Hyponatraemia Inquiry: Two more doctors investigated2 min read


Adam Strain, Raychel Ferguson, Claire Roberts and Conor Mitchell

Image caption

The children who died were Adam Strain, Raychel Ferguson, Claire Roberts and Conor Mitchell. Lucy Crawford’s family chose not to release a photograph

The General Medical Council is investigating two more doctors linked to the Hyponatraemia Inquiry.

The inquiry examined the deaths of five children in Northern Ireland.

Dr George Murnaghan and Dr Joseph Gaston were involved in the care of Adam Strain, four, who died at the Royal Belfast Hospital for Sick Children in 1995.

The GMC is also investigating a third doctor, Dr Robert Taylor, who was involved in his care.

  • Who were the children?
  • Timeline of hyponatraemia inquiry

Dr Taylor is already being investigated by the GMC for his role in the care of nine-year-old Claire Roberts, whose death was one of five examined by the inquiry.

In documents seen by the BBC, the GMC said it will request Adam’s medical records as part of the investigation.

The family was also asked if they had additional information they wished to add to the investigation.

The GMC said it has already received a “significant amount of information” from the public inquiry.

The BBC has asked the Belfast Health Trust and the doctors for comment.

Five-year rule

In January, an inquiry into the deaths of the five children in hospitals found that four were avoidable.

Hyponatraemia occurs when there is a shortage of sodium in the bloodstream.

The GMC has a five-year rule whereby an investigation must take place within five years of the event having allegedly happened.

Waiving the five-year rule is significant – some other doctors named in the hyponatraemia report will not be investigated as they have either retired or the GMC’s set time has lapsed.

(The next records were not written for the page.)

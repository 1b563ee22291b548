use std::path::Path;
use std::sync::Arc;
use std::time::Duration;

use r2d2::{Pool, PooledConnection};
use r2d2_sqlite::SqliteConnectionManager;
use tokio::sync::watch;

use crate::error::Result;
use crate::schema::{DEMO_DATA, SCHEMA};

/// SQLite in-memory database identifier
const MEMORY_DB_PATH: &str = ":memory:";

/// How long a writer waits on a locked file database before giving up
const BUSY_TIMEOUT: Duration = Duration::from_secs(5);

pub type DbPool = Pool<SqliteConnectionManager>;
pub type DbConnection = PooledConnection<SqliteConnectionManager>;

/// Tables whose changes can be observed
#[derive(Debug, Clone, Copy, PartialEq, Eq, Hash)]
pub enum Table {
    Users,
    Posts,
    Comments,
    Likes,
    SearchHistory,
}

impl Table {
    pub const ALL: [Table; 5] = [
        Table::Users,
        Table::Posts,
        Table::Comments,
        Table::Likes,
        Table::SearchHistory,
    ];

    pub fn as_str(&self) -> &'static str {
        match self {
            Table::Users => "users",
            Table::Posts => "posts",
            Table::Comments => "comments",
            Table::Likes => "likes",
            Table::SearchHistory => "search_history",
        }
    }

    fn index(self) -> usize {
        self as usize
    }
}

/// Per-table change counters
struct ChangeNotifier {
    versions: [watch::Sender<u64>; 5],
}

impl ChangeNotifier {
    fn new() -> Self {
        Self {
            versions: std::array::from_fn(|_| watch::channel(0).0),
        }
    }
}

/// Database wrapper with connection pooling and change notification
#[derive(Clone)]
pub struct Database {
    pub pool: DbPool,
    changes: Arc<ChangeNotifier>,
}

impl Database {
    /// Create a new database connection pool
    pub fn new<P: AsRef<Path>>(path: P) -> Result<Self> {
        let path_str = path.as_ref().to_string_lossy();
        let pool = if path_str.trim().eq_ignore_ascii_case(MEMORY_DB_PATH) {
            // Every in-memory connection is its own database, so the pool is
            // pinned to a single long-lived connection.
            Pool::builder()
                .max_size(1)
                .idle_timeout(None)
                .max_lifetime(None)
                .build(SqliteConnectionManager::memory())?
        } else {
            let manager = SqliteConnectionManager::file(path.as_ref())
                .with_init(|conn| conn.busy_timeout(BUSY_TIMEOUT));
            Pool::builder().build(manager)?
        };

        Ok(Self {
            pool,
            changes: Arc::new(ChangeNotifier::new()),
        })
    }

    /// Create an in-memory database (useful for testing)
    pub fn in_memory() -> Result<Self> {
        Self::new(MEMORY_DB_PATH)
    }

    /// Open a database and create the schema in one step
    pub fn open<P: AsRef<Path>>(path: P) -> Result<Self> {
        let db = Self::new(path)?;
        db.initialize()?;
        Ok(db)
    }

    /// Initialize the database schema. Safe to run more than once.
    pub fn initialize(&self) -> Result<()> {
        let conn = self.connection()?;
        conn.execute_batch(SCHEMA)?;
        log::debug!(target: "store", "Schema initialized");
        Ok(())
    }

    /// Seed the database with a couple of demo users and posts
    pub fn seed_demo_data(&self) -> Result<()> {
        let conn = self.connection()?;
        conn.execute_batch(DEMO_DATA)?;
        drop(conn);
        self.notify(Table::Users);
        self.notify(Table::Posts);
        Ok(())
    }

    /// Get a connection from the pool
    pub fn connection(&self) -> Result<DbConnection> {
        Ok(self.pool.get()?)
    }

    /// Subscribe to changes of one table.
    ///
    /// The received value is a version counter; its only meaning is "the
    /// table changed since you last looked".
    pub fn subscribe(&self, table: Table) -> watch::Receiver<u64> {
        self.changes.versions[table.index()].subscribe()
    }

    /// Current version of a table
    pub fn version(&self, table: Table) -> u64 {
        *self.changes.versions[table.index()].borrow()
    }

    /// Record that a table changed and wake its subscribers
    pub fn notify(&self, table: Table) {
        self.changes.versions[table.index()].send_modify(|version| *version += 1);
        log::trace!(target: "store", "{} changed", table.as_str());
    }
}
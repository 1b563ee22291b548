use std::sync::Arc;

use anyhow::Context;

use crate::api::{ApiClient, RemoteApi};
use crate::cache::LocalCache;
use crate::config::Settings;
use crate::search::UserSearch;
use crate::session::{AuthSessionStore, CurrentUserStore};
use crate::storage::FileStorageAdapter;
use crate::sync::{AuthorEnricher, PostSynchronizer};

const CURRENT_USER_FILE: &str = "current_user";
const AUTH_SESSION_FILE: &str = "auth_session.json";

/// Everything a view-model needs, shared by cloning.
#[derive(Clone)]
pub struct Services {
    pub settings: Arc<Settings>,
    pub cache: LocalCache,
    pub api: Arc<dyn RemoteApi>,
    pub current_user: CurrentUserStore,
    pub auth_session: AuthSessionStore,
}

impl Services {
    pub fn new(
        settings: Settings,
        cache: LocalCache,
        api: Arc<dyn RemoteApi>,
        current_user: CurrentUserStore,
        auth_session: AuthSessionStore,
    ) -> Self {
        Self {
            settings: Arc::new(settings),
            cache,
            api,
            current_user,
            auth_session,
        }
    }

    /// Wire up the file-backed cache, session files and HTTP client
    pub fn from_settings(settings: Settings) -> anyhow::Result<Self> {
        let data_dir = settings.session.data_dir.clone();
        std::fs::create_dir_all(&data_dir)
            .with_context(|| format!("Failed to create data directory {}", data_dir.display()))?;

        let database_path = settings.database_path();
        let cache = LocalCache::open(&database_path)
            .with_context(|| format!("Failed to open cache at {}", database_path.display()))?;
        let api = ApiClient::from_settings(&settings.api).context("Failed to build HTTP client")?;

        let current_user =
            CurrentUserStore::new(Arc::new(FileStorageAdapter::new(data_dir.join(CURRENT_USER_FILE))));
        let auth_session =
            AuthSessionStore::new(Arc::new(FileStorageAdapter::new(data_dir.join(AUTH_SESSION_FILE))));

        log::info!(
            "Services ready: api={}, cache={}",
            settings.api.base_url,
            database_path.display()
        );
        Ok(Self::new(settings, cache, Arc::new(api), current_user, auth_session))
    }

    /// In-memory cache and session with the given remote, for tests and demos
    pub fn in_memory(api: Arc<dyn RemoteApi>) -> crate::Result<Self> {
        Ok(Self::new(
            Settings::default(),
            LocalCache::in_memory()?,
            api,
            CurrentUserStore::in_memory(),
            AuthSessionStore::in_memory(),
        ))
    }

    pub fn post_synchronizer(&self) -> PostSynchronizer {
        PostSynchronizer::new(self.api.clone(), self.cache.clone())
    }

    pub fn author_enricher(&self) -> AuthorEnricher {
        AuthorEnricher::new(self.api.clone(), self.cache.clone())
    }

    pub fn user_search(&self) -> UserSearch {
        UserSearch::new(self.api.clone(), self.cache.clone())
    }
}
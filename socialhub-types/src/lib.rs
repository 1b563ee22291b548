pub mod models;
pub mod remote;

pub use models::*;
pub use remote::*;
mod common;

use common::{remote_post, remote_user, services, wait_for, ScriptedApi};
use socialhub::viewmodel::feed::FEED_ERROR_FALLBACK;
use socialhub::viewmodel::FeedViewModel;

#[tokio::test]
async fn sync_enriches_each_author_once() {
    let api = ScriptedApi::new();
    api.with_posts(vec![remote_post(1, 9, " first "), remote_post(2, 9, "second")]);
    api.with_user(remote_user(9, "Emily", "emilys"));
    let services = services(&api);

    let vm = FeedViewModel::new(services.clone());
    let mut rx = vm.state();
    let state = wait_for(&mut rx, |s| {
        !s.is_loading && s.posts.len() == 2 && s.posts.iter().all(|p| p.handle == "@emilys")
    })
    .await;

    assert_eq!(state.posts[0].id, 1);
    assert_eq!(state.posts[0].body, "first");
    assert_eq!(state.posts[0].author, "Emily Tester");
    assert_eq!(state.posts[0].stamp, "now");
    assert_eq!(state.posts[1].stamp, "1m");
    assert_eq!(state.error_message, None);
    assert_eq!(api.count("get_user "), 1);

    // A later session upserts the same rows and finds the author cached
    drop(vm);
    let vm = FeedViewModel::new(services.clone());
    let mut rx = vm.state();
    wait_for(&mut rx, |s| !s.is_loading && s.posts.len() == 2).await;
    assert_eq!(api.count("get_posts "), 2);
    assert_eq!(api.count("get_user "), 1);
    assert_eq!(services.cache.timeline(50).await.unwrap().len(), 2);
}

#[tokio::test]
async fn unknown_authors_show_placeholders() {
    let api = ScriptedApi::new();
    api.with_posts(vec![remote_post(1, 77, "who wrote this")]);
    let vm = FeedViewModel::new(services(&api));
    let mut rx = vm.state();

    let state = wait_for(&mut rx, |s| !s.is_loading && !s.posts.is_empty()).await;
    assert_eq!(state.posts[0].author, "User 77");
    assert_eq!(state.posts[0].handle, "@user77");
    assert_eq!(api.count("get_user 77"), 1);
}

#[tokio::test]
async fn failed_refresh_keeps_cached_posts() {
    let api = ScriptedApi::new();
    api.with_posts(vec![remote_post(1, 9, "cached")]);
    let services = services(&api);
    services.post_synchronizer().refresh_posts(20).await.unwrap();

    api.failing_posts("gateway timeout");
    let vm = FeedViewModel::new(services);
    let mut rx = vm.state();

    let state = wait_for(&mut rx, |s| !s.is_loading && s.error_message.is_some()).await;
    assert_eq!(state.error_message.as_deref(), Some("API error: gateway timeout"));
    assert_eq!(state.posts.len(), 1);
    assert_eq!(state.posts[0].body, "cached");
}

#[tokio::test]
async fn blank_error_detail_uses_fallback_message() {
    let api = ScriptedApi::new();
    api.failing_posts("");
    let vm = FeedViewModel::new(services(&api));
    let mut rx = vm.state();

    let state = wait_for(&mut rx, |s| !s.is_loading && s.error_message.is_some()).await;
    assert_eq!(state.error_message.as_deref(), Some(FEED_ERROR_FALLBACK));
}

#[tokio::test]
async fn own_posts_follow_the_session() {
    let api = ScriptedApi::new();
    api.with_posts(vec![remote_post(1, 9, "mine"), remote_post(2, 4, "theirs")]);
    let services = services(&api);
    let vm = FeedViewModel::new(services.clone());
    let mut rx = vm.state();

    let state = wait_for(&mut rx, |s| !s.is_loading && s.posts.len() == 2).await;
    assert!(state.posts.iter().all(|p| !p.is_own));

    services.current_user.set_current_user_id(9).unwrap();
    let state = wait_for(&mut rx, |s| s.current_user_id == Some(9)).await;
    assert!(state.posts[0].is_own);
    assert!(!state.posts[1].is_own);
}

#[tokio::test]
async fn local_writes_appear_without_refresh() {
    let api = ScriptedApi::new();
    let services = services(&api);
    let vm = FeedViewModel::new(services.clone());
    let mut rx = vm.state();
    wait_for(&mut rx, |s| !s.is_loading).await;

    services
        .post_synchronizer()
        .create_local_post(1001, "written offline")
        .await
        .unwrap();

    let state = wait_for(&mut rx, |s| s.posts.len() == 1).await;
    assert_eq!(state.posts[0].body, "written offline");
}
//! Scope-bound background tasks.
//!
//! A view-model owns a [`TaskScope`]; dropping the view-model drops the scope,
//! which aborts everything spawned through it.

use std::future::Future;
use std::sync::{Mutex, MutexGuard};

use tokio::task::JoinHandle;

#[derive(Debug, Default)]
pub struct TaskScope {
    handles: Mutex<Vec<JoinHandle<()>>>,
}

impl TaskScope {
    pub fn new() -> Self {
        Self::default()
    }

    /// Spawn a task tied to this scope. Must be called inside a tokio runtime.
    pub fn spawn<F>(&self, fut: F)
    where
        F: Future<Output = ()> + Send + 'static,
    {
        let handle = tokio::spawn(fut);
        let mut handles = self.handles();
        handles.retain(|handle| !handle.is_finished());
        handles.push(handle);
    }

    /// Number of tasks still running
    pub fn active(&self) -> usize {
        self.handles()
            .iter()
            .filter(|handle| !handle.is_finished())
            .count()
    }

    pub fn cancel_all(&self) {
        for handle in self.handles().drain(..) {
            handle.abort();
        }
    }

    fn handles(&self) -> MutexGuard<'_, Vec<JoinHandle<()>>> {
        self.handles.lock().unwrap_or_else(|poisoned| poisoned.into_inner())
    }
}

impl Drop for TaskScope {
    fn drop(&mut self) {
        self.cancel_all();
    }
}

/// A single task that is aborted when the guard is dropped or replaced.
#[derive(Debug)]
pub struct AbortOnDrop(JoinHandle<()>);

impl AbortOnDrop {
    pub fn spawn<F>(fut: F) -> Self
    where
        F: Future<Output = ()> + Send + 'static,
    {
        Self(tokio::spawn(fut))
    }

    pub fn is_finished(&self) -> bool {
        self.0.is_finished()
    }
}

impl Drop for AbortOnDrop {
    fn drop(&mut self) {
        self.0.abort();
    }
}
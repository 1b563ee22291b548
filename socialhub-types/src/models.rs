use chrono::{DateTime, Utc};
use serde::{Deserialize, Serialize};

// Timestamps are stored and exchanged as Unix epoch milliseconds
pub mod millis_format {
    use chrono::{DateTime, Utc};
    use serde::{self, Deserialize, Deserializer, Serializer};

    pub fn serialize<S>(date: &DateTime<Utc>, serializer: S) -> Result<S::Ok, S::Error>
    where
        S: Serializer,
    {
        serializer.serialize_i64(date.timestamp_millis())
    }

    pub fn deserialize<'de, D>(deserializer: D) -> Result<DateTime<Utc>, D::Error>
    where
        D: Deserializer<'de>,
    {
        let millis = i64::deserialize(deserializer)?;
        DateTime::<Utc>::from_timestamp_millis(millis)
            .ok_or_else(|| serde::de::Error::custom(format!("timestamp out of range: {}", millis)))
    }
}

mod optional_millis_format {
    use chrono::{DateTime, Utc};
    use serde::{self, Deserialize, Deserializer, Serializer};

    pub fn serialize<S>(date: &Option<DateTime<Utc>>, serializer: S) -> Result<S::Ok, S::Error>
    where
        S: Serializer,
    {
        match date {
            Some(date) => serializer.serialize_some(&date.timestamp_millis()),
            None => serializer.serialize_none(),
        }
    }

    pub fn deserialize<'de, D>(deserializer: D) -> Result<Option<DateTime<Utc>>, D::Error>
    where
        D: Deserializer<'de>,
    {
        match Option::<i64>::deserialize(deserializer)? {
            Some(millis) => DateTime::<Utc>::from_timestamp_millis(millis)
                .map(Some)
                .ok_or_else(|| serde::de::Error::custom(format!("timestamp out of range: {}", millis))),
            None => Ok(None),
        }
    }
}

/// A cached user profile.
///
/// The follower/following/post counters are denormalized and are not kept in
/// step with the comment and like tables.
#[derive(Debug, Clone, PartialEq, Eq, Serialize, Deserialize)]
pub struct User {
    pub id: i64,
    pub username: String,
    pub name: String,
    pub email: Option<String>,
    pub avatar_url: Option<String>,
    pub bio: Option<String>,
    pub followers_count: i32,
    pub following_count: i32,
    pub posts_count: i32,
}

impl User {
    /// `@username` handle used by the feed and profile headers
    pub fn handle(&self) -> String {
        format!("@{}", self.username)
    }
}

#[derive(Debug, Clone, PartialEq, Eq, Serialize, Deserialize)]
pub struct Post {
    pub id: i64,
    /// Owning user. Not enforced as a foreign key: remote posts may arrive
    /// before their author has been fetched.
    pub user_id: i64,
    pub content: String,
    #[serde(with = "millis_format")]
    pub created_at: DateTime<Utc>,
    #[serde(default, with = "optional_millis_format")]
    pub updated_at: Option<DateTime<Utc>>,
    pub like_count: i32,
    pub dislike_count: i32,
    pub comment_count: i32,
    #[serde(default)]
    pub is_draft: bool,
}

#[derive(Debug, Clone, PartialEq, Eq, Serialize, Deserialize)]
pub struct Comment {
    pub id: i64,
    pub post_id: i64,
    pub user_id: i64,
    pub content: String,
    #[serde(with = "millis_format")]
    pub created_at: DateTime<Utc>,
}

/// A like, keyed by (post, user)
#[derive(Debug, Clone, PartialEq, Eq, Serialize, Deserialize)]
pub struct Like {
    pub post_id: i64,
    pub user_id: i64,
    #[serde(with = "millis_format")]
    pub created_at: DateTime<Utc>,
}

#[derive(Debug, Clone, PartialEq, Eq, Serialize, Deserialize)]
pub struct SearchHistoryEntry {
    pub id: i64,
    pub query: String,
    #[serde(with = "millis_format")]
    pub searched_at: DateTime<Utc>,
}

/// Login state reported by the external identity provider.
///
/// This is independent from the current local user id: one describes who
/// signed in with the provider, the other which local profile the app acts as.
#[derive(Debug, Clone, Default, PartialEq, Eq, Serialize, Deserialize)]
pub struct AuthSession {
    pub is_logged_in: bool,
    pub name: Option<String>,
    pub email: Option<String>,
}

/// Merged user search results plus any non-fatal remote error
#[derive(Debug, Clone, Default, PartialEq, Eq)]
pub struct SearchUsersResult {
    pub users: Vec<User>,
    pub error_message: Option<String>,
}

#[cfg(test)]
mod tests {
    use super::*;

    #[test]
    fn test_post_serializes_timestamps_as_millis() {
        let post = Post {
            id: 1,
            user_id: 9,
            content: "hi".to_string(),
            created_at: DateTime::<Utc>::from_timestamp_millis(1_700_000_000_123).unwrap(),
            updated_at: None,
            like_count: 0,
            dislike_count: 0,
            comment_count: 0,
            is_draft: false,
        };

        let json = serde_json::to_value(&post).unwrap();
        assert_eq!(json["created_at"], 1_700_000_000_123i64);
        assert!(json["updated_at"].is_null());

        let back: Post = serde_json::from_value(json).unwrap();
        assert_eq!(back, post);
    }

    #[test]
    fn test_user_handle() {
        let user = User {
            id: 1,
            username: "ann".to_string(),
            name: "Ann Lee".to_string(),
            email: None,
            avatar_url: None,
            bio: None,
            followers_count: 0,
            following_count: 0,
            posts_count: 0,
        };
        assert_eq!(user.handle(), "@ann");
    }
}
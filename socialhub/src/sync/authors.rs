use std::collections::HashSet;
use std::sync::Arc;

use crate::api::RemoteApi;
use crate::cache::LocalCache;
use crate::format::{avatar_url, build_bio};
use crate::logging::ENRICHMENT;
use socialhub_types::{RemoteUser, User};

/// Author ids already attempted in this session, successful or not.
///
/// Lives as long as the screen that owns it; a new session starts empty.
#[derive(Debug, Clone, Default)]
pub struct FetchedAuthors {
    attempted: HashSet<i64>,
}

impl FetchedAuthors {
    pub fn new() -> Self {
        Self::default()
    }

    pub fn contains(&self, user_id: i64) -> bool {
        self.attempted.contains(&user_id)
    }

    /// Returns `false` if the id was already marked
    pub fn mark(&mut self, user_id: i64) -> bool {
        self.attempted.insert(user_id)
    }

    pub fn len(&self) -> usize {
        self.attempted.len()
    }

    pub fn is_empty(&self) -> bool {
        self.attempted.is_empty()
    }
}

#[derive(Debug, Clone, Copy, Default, PartialEq, Eq)]
pub struct EnrichmentSummary {
    /// Authors fetched and cached
    pub fetched: usize,
    /// Fetches that failed; not retried this session
    pub failed: usize,
    /// Ids already attempted or already cached
    pub skipped: usize,
}

/// Fills in author rows for posts whose author has not been cached.
#[derive(Clone)]
pub struct AuthorEnricher {
    api: Arc<dyn RemoteApi>,
    cache: LocalCache,
}

impl AuthorEnricher {
    pub fn new(api: Arc<dyn RemoteApi>, cache: LocalCache) -> Self {
        Self { api, cache }
    }

    /// Fetch each author in `user_ids` that is neither cached nor already
    /// attempted. Ids are marked before their request goes out, so a failed
    /// fetch is never retried with the same `fetched` set.
    pub async fn fetch_missing(
        &self,
        user_ids: &[i64],
        fetched: &mut FetchedAuthors,
    ) -> EnrichmentSummary {
        let mut summary = EnrichmentSummary::default();

        for &user_id in user_ids {
            if !fetched.mark(user_id) {
                summary.skipped += 1;
                continue;
            }

            match self.cache.get_user(user_id).await {
                Ok(Some(_)) => {
                    summary.skipped += 1;
                    continue;
                }
                Ok(None) => {}
                Err(e) => {
                    log::warn!(target: ENRICHMENT, "Cache lookup for user {} failed: {}", user_id, e);
                }
            }

            match self.api.get_user(user_id).await {
                Ok(remote) => match self.cache.upsert_user(to_user(remote)).await {
                    Ok(()) => summary.fetched += 1,
                    Err(e) => {
                        log::warn!(target: ENRICHMENT, "Failed to cache user {}: {}", user_id, e);
                        summary.failed += 1;
                    }
                },
                Err(e) => {
                    log::warn!(target: ENRICHMENT, "Failed to fetch user {}: {}", user_id, e);
                    summary.failed += 1;
                }
            }
        }

        if summary.fetched + summary.failed > 0 {
            log::debug!(
                target: ENRICHMENT,
                "Author enrichment: {} fetched, {} failed, {} skipped",
                summary.fetched,
                summary.failed,
                summary.skipped
            );
        }
        summary
    }
}

/// Map a remote user to a cache row
pub fn to_user(remote: RemoteUser) -> User {
    let name = format!("{} {}", remote.first_name.trim(), remote.last_name.trim())
        .trim()
        .to_string();
    let bio = build_bio(
        &remote.address.city,
        &remote.address.country,
        &remote.university,
        &remote.company.name,
    );

    User {
        id: remote.id,
        avatar_url: Some(avatar_url(&remote.username)),
        username: remote.username,
        name,
        email: remote.email.filter(|email| !email.trim().is_empty()),
        bio,
        followers_count: 0,
        following_count: 0,
        posts_count: 0,
    }
}

#[cfg(test)]
mod tests {
    use super::*;
    use socialhub_types::{RemoteAddress, RemoteCompany};

    #[test]
    fn test_to_user() {
        let remote = RemoteUser {
            id: 9,
            first_name: "Emily".to_string(),
            last_name: "Johnson".to_string(),
            username: "emilys".to_string(),
            email: Some("emily@x.dummyjson.com".to_string()),
            address: RemoteAddress {
                city: "Phoenix".to_string(),
                country: "United States".to_string(),
            },
            university: "University of Wisconsin".to_string(),
            company: RemoteCompany {
                name: "Dooley, Kozey and Cronin".to_string(),
            },
        };

        let user = to_user(remote);
        assert_eq!(user.name, "Emily Johnson");
        assert_eq!(user.handle(), "@emilys");
        assert_eq!(user.avatar_url.as_deref(), Some("https://i.pravatar.cc/150?u=emilys"));
        assert_eq!(
            user.bio.as_deref(),
            Some("Phoenix, United States - University of Wisconsin\nDooley, Kozey and Cronin")
        );
    }

    #[test]
    fn test_to_user_with_sparse_payload() {
        let remote = RemoteUser {
            id: 3,
            first_name: String::new(),
            last_name: "Solo".to_string(),
            username: "solo".to_string(),
            email: Some(" ".to_string()),
            address: RemoteAddress::default(),
            university: String::new(),
            company: RemoteCompany::default(),
        };

        let user = to_user(remote);
        assert_eq!(user.name, "Solo");
        assert_eq!(user.email, None);
        assert_eq!(user.bio, None);
    }

    #[test]
    fn test_fetched_authors_marks_once() {
        let mut fetched = FetchedAuthors::new();
        assert!(fetched.is_empty());
        assert!(fetched.mark(9));
        assert!(!fetched.mark(9));
        assert!(fetched.contains(9));
        assert_eq!(fetched.len(), 1);
    }
}
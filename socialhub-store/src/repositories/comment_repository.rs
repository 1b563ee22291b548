use rusqlite::{params, Row};

use socialhub_types::Comment;

use crate::connection::{Database, Table};
use crate::encode::{decode_dt, encode_dt};
use crate::error::{Result, StoreError};

fn map_comment(row: &Row<'_>) -> rusqlite::Result<Comment> {
    Ok(Comment {
        id: row.get(0)?,
        post_id: row.get(1)?,
        user_id: row.get(2)?,
        content: row.get(3)?,
        created_at: decode_dt(4, row.get(4)?)?,
    })
}

#[derive(Clone)]
pub struct CommentRepository {
    db: Database,
}

impl CommentRepository {
    pub fn new(db: Database) -> Self {
        Self { db }
    }

    pub fn list_all(&self) -> Result<Vec<Comment>> {
        self.query("SELECT id, post_id, user_id, content, created_at FROM comments ORDER BY id", None)
    }

    /// Comments on a post, oldest first
    pub fn for_post(&self, post_id: i64) -> Result<Vec<Comment>> {
        self.query(
            "SELECT id, post_id, user_id, content, created_at FROM comments
             WHERE post_id = ?1 ORDER BY created_at ASC",
            Some(post_id),
        )
    }

    /// Comments written by a user, newest first
    pub fn by_user(&self, user_id: i64) -> Result<Vec<Comment>> {
        self.query(
            "SELECT id, post_id, user_id, content, created_at FROM comments
             WHERE user_id = ?1 ORDER BY created_at DESC",
            Some(user_id),
        )
    }

    fn query(&self, sql: &str, key: Option<i64>) -> Result<Vec<Comment>> {
        let conn = self.db.connection()?;
        let mut stmt = conn.prepare(sql)?;
        let rows = match key {
            Some(key) => stmt.query_map([key], map_comment)?.collect::<Result<Vec<_>, _>>()?,
            None => stmt.query_map([], map_comment)?.collect::<Result<Vec<_>, _>>()?,
        };
        Ok(rows)
    }

    pub fn upsert(&self, comment: &Comment) -> Result<()> {
        self.upsert_all(std::slice::from_ref(comment))
    }

    pub fn upsert_all(&self, comments: &[Comment]) -> Result<()> {
        if comments.is_empty() {
            return Ok(());
        }

        let mut conn = self.db.connection()?;
        let tx = conn.transaction()?;
        for comment in comments {
            tx.execute(
                "INSERT OR REPLACE INTO comments (id, post_id, user_id, content, created_at)
                 VALUES (?1, ?2, ?3, ?4, ?5)",
                params![
                    comment.id,
                    comment.post_id,
                    comment.user_id,
                    comment.content,
                    encode_dt(&comment.created_at),
                ],
            )?;
        }
        tx.commit()?;
        drop(conn);

        self.db.notify(Table::Comments);
        Ok(())
    }

    pub fn update(&self, comment: &Comment) -> Result<()> {
        let conn = self.db.connection()?;
        let changed = conn.execute(
            "UPDATE comments SET post_id = ?2, user_id = ?3, content = ?4, created_at = ?5 WHERE id = ?1",
            params![
                comment.id,
                comment.post_id,
                comment.user_id,
                comment.content,
                encode_dt(&comment.created_at),
            ],
        )?;
        drop(conn);

        if changed == 0 {
            return Err(StoreError::NotFound { table: "comments", id: comment.id });
        }
        self.db.notify(Table::Comments);
        Ok(())
    }

    pub fn delete(&self, comment_id: i64) -> Result<bool> {
        let conn = self.db.connection()?;
        let changed = conn.execute("DELETE FROM comments WHERE id = ?1", [comment_id])?;
        drop(conn);

        if changed > 0 {
            self.db.notify(Table::Comments);
        }
        Ok(changed > 0)
    }
}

Speaking to BBC News NI, Adam’s mother Debra Slavin said she welcomed the development.

“This is just another stage. And each one remains difficult. We do it for Adam.

“We just hope the GMC investigation will not be prolonged and will move as quickly as possible.”

Earlier in November, it was confirmed that a doctor involved in the Hyponatraemia Inquiry would be called before a fitness to practise tribunal for the first time.

Dr Robert Quinn has been summoned by the Medical Practitioners Tribunal Service to appear in February 2019.

He was involved in the care of Lucy Crawford, who died in 2000 aged 17 months.

An investigation has to take place before a doctor can be called before a tribunal.